* _REQUIREMENT_: The reply should hold only the lines below from the one with "impl std::fmt::Display for ObjectHash" to the end, each copied exactly.
[INFORMATION PROVIDED]
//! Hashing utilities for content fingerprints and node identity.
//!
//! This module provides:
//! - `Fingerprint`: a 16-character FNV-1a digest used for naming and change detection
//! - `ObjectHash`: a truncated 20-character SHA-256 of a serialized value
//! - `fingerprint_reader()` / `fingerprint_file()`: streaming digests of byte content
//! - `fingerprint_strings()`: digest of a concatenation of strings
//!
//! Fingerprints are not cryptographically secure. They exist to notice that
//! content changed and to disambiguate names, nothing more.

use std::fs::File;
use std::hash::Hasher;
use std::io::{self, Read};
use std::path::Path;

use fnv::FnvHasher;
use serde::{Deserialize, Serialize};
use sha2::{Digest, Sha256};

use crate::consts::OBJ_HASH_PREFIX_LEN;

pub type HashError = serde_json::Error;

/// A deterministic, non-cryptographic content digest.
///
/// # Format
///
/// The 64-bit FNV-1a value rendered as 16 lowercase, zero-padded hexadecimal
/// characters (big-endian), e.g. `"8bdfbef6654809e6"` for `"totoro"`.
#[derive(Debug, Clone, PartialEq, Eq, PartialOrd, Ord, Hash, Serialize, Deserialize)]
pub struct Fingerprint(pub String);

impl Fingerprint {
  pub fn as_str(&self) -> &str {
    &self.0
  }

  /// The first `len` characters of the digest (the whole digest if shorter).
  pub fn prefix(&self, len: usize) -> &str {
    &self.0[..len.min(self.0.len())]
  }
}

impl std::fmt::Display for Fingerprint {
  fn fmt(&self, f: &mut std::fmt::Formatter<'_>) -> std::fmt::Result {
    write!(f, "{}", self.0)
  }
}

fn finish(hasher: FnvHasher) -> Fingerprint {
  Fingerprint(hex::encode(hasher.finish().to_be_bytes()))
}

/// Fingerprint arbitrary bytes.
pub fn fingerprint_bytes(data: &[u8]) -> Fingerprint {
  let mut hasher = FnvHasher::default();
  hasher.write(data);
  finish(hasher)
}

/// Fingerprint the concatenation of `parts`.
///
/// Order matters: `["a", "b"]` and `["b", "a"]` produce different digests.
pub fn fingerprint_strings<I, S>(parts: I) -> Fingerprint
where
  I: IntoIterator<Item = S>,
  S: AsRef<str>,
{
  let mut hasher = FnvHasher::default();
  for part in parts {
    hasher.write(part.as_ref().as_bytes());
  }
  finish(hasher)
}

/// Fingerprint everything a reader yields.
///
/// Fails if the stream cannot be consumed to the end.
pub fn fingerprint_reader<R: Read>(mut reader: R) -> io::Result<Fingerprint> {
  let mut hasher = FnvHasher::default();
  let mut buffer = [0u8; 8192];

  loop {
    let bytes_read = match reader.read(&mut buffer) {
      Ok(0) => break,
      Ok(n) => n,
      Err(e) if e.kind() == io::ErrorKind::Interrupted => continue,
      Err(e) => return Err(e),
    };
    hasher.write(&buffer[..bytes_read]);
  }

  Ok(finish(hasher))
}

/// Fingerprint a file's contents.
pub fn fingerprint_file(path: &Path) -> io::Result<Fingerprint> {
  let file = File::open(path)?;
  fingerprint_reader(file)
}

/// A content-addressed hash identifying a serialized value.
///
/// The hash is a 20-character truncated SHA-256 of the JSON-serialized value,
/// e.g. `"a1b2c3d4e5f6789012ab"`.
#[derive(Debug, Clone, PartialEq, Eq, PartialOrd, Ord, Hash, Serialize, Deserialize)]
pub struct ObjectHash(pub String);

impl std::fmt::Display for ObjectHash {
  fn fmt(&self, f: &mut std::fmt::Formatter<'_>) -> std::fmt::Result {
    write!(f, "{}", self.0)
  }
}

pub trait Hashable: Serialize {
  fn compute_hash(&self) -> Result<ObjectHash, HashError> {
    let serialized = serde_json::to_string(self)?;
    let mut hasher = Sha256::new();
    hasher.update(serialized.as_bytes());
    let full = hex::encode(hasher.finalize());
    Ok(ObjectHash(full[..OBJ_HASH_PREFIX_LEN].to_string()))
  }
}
[/INFORMATION PROVIDED]
* _WRITTEN RESPONSE_:
impl std::fmt::Display for ObjectHash {
  fn fmt(&self, f: &mut std::fmt::Formatter<'_>) -> std::fmt::Result {
    write!(f, "{}", self.0)
  }
}

pub trait Hashable: Serialize {
  fn compute_hash(&self) -> Result<ObjectHash, HashError> {
    let serialized = serde_json::to_string(self)?;
    let mut hasher = Sha256::new();
    hasher.update(serialized.as_bytes());
    let full = hex::encode(hasher.finalize());
    Ok(ObjectHash(full[..OBJ_HASH_PREFIX_LEN].to_string()))
  }
}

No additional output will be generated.